## Assignment
Among the lines below, which ones contain the word "trying"? Copy every such line.

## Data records
----------

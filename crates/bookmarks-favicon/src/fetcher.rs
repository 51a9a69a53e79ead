use std::time::Duration;

use async_trait::async_trait;
use bookmarks_shared::constants::DEFAULT_FAVICON_FILE;
use reqwest::header::{CONTENT_DISPOSITION, CONTENT_TYPE};
use tracing::{debug, warn};
use url::Url;

use crate::discover::{discover_icon_href, page_base, resolve_icon_url};
use crate::error::{FetchError, Result};

/// A downloaded resource.
#[derive(Debug, Clone, PartialEq, Eq)]
pub struct Content {
    pub file_name: String,
    pub mime_type: String,
    pub payload: Vec<u8>,
}

/// What a fetched resource has to be.
#[derive(Debug, Clone, Copy, PartialEq, Eq)]
pub enum FetchKind {
    Any,
    /// The response must carry an `image/*` content type.
    Image,
}

/// Where favicons come from.
#[async_trait]
pub trait IconSource: Send + Sync {
    /// Discover and download the favicon of the page at `page_url`.
    async fn favicon_for_page(&self, page_url: &str) -> Result<Content>;

    /// Download an icon from an explicitly given URL.
    async fn favicon_from_url(&self, icon_url: &str) -> Result<Content>;
}

/// [`IconSource`] backed by HTTP.
#[derive(Debug, Clone)]
pub struct FaviconFetcher {
    client: reqwest::Client,
}

impl FaviconFetcher {
    /// Every request made by this fetcher gives up after `timeout`.
    pub fn new(timeout: Duration) -> Result<Self> {
        let client = reqwest::Client::builder()
            .timeout(timeout)
            .user_agent(concat!("bookmarks-favicon/", env!("CARGO_PKG_VERSION")))
            .build()?;
        Ok(Self { client })
    }

    /// Look for the icon link in the page's HTML, fall back to
    /// `/favicon.ico` at the origin.
    pub async fn fetch_favicon(&self, page_url: &str) -> Result<Content> {
        let page = page_base(page_url)?;
        let default_url = resolve_icon_url(&page, &format!("/{DEFAULT_FAVICON_FILE}"))?;

        let icon_url = match self.fetch(page.as_str(), FetchKind::Any).await {
            Ok(html) => {
                let html = String::from_utf8_lossy(&html.payload);
                match discover_icon_href(&html) {
                    Some(href) => resolve_icon_url(&page, &href)?,
                    None => {
                        debug!(url = %page, "no icon link in page");
                        default_url.clone()
                    }
                }
            }
            Err(e) => {
                debug!(url = %page, error = %e, "could not load page, trying default icon");
                default_url.clone()
            }
        };

        if icon_url == default_url {
            return self.fetch_url(default_url.as_str(), FetchKind::Image).await;
        }

        match self.fetch_url(icon_url.as_str(), FetchKind::Image).await {
            Ok(content) => Ok(content),
            Err(e) => {
                warn!(url = %icon_url, error = %e, "linked icon failed, trying default icon");
                self.fetch_url(default_url.as_str(), FetchKind::Image).await
            }
        }
    }

    /// Fetch `url` directly; the payload must not be empty.
    pub async fn fetch_url(&self, url: &str, kind: FetchKind) -> Result<Content> {
        let content = self.fetch(url, kind).await?;
        if content.payload.is_empty() {
            return Err(FetchError::EmptyPayload(url.to_string()));
        }
        debug!(url = %url, size = content.payload.len(), name = %content.file_name, "fetched");
        Ok(content)
    }

    async fn fetch(&self, url: &str, kind: FetchKind) -> Result<Content> {
        let parsed = Url::parse(url).map_err(|source| FetchError::InvalidUrl {
            url: url.to_string(),
            source,
        })?;

        let response = self.client.get(parsed.clone()).send().await?;
        let status = response.status();
        if !status.is_success() {
            return Err(FetchError::Status {
                status: status.as_u16(),
                url: url.to_string(),
            });
        }

        let mime_type = response
            .headers()
            .get(CONTENT_TYPE)
            .and_then(|v| v.to_str().ok())
            .map(|v| v.split(';').next().unwrap_or(v).trim().to_ascii_lowercase())
            .unwrap_or_default();
        if kind == FetchKind::Image && !mime_type.starts_with("image/") {
            return Err(FetchError::NotAnImage {
                url: url.to_string(),
                mime_type,
            });
        }

        let disposition = response
            .headers()
            .get(CONTENT_DISPOSITION)
            .and_then(|v| v.to_str().ok())
            .and_then(disposition_file_name);
        let file_name = file_name_for(&parsed, disposition);

        let payload = response.bytes().await?.to_vec();
        Ok(Content {
            file_name,
            mime_type,
            payload,
        })
    }
}

#[async_trait]
impl IconSource for FaviconFetcher {
    async fn favicon_for_page(&self, page_url: &str) -> Result<Content> {
        self.fetch_favicon(page_url).await
    }

    async fn favicon_from_url(&self, icon_url: &str) -> Result<Content> {
        self.fetch_url(icon_url, FetchKind::Image).await
    }
}

/// Last path segment if it looks like a file name, else the
/// Content-Disposition name, else `favicon.ico`.
fn file_name_for(url: &Url, disposition: Option<String>) -> String {
    let segment = url
        .path_segments()
        .and_then(|mut segments| segments.next_back())
        .filter(|s| s.contains('.'))
        .map(str::to_string);

    segment
        .or(disposition)
        .unwrap_or_else(|| DEFAULT_FAVICON_FILE.to_string())
}

fn disposition_file_name(header: &str) -> Option<String> {
    header
        .split(';')
        .map(str::trim)
        .find_map(|part| part.strip_prefix("filename="))
        .map(|name| name.trim_matches('"').to_string())
        .filter(|name| !name.is_empty() && !name.contains('/'))
}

----------

## Exercise solution
                debug!(url = %page, error = %e, "could not load page, trying default icon");
                warn!(url = %icon_url, error = %e, "linked icon failed, trying default icon");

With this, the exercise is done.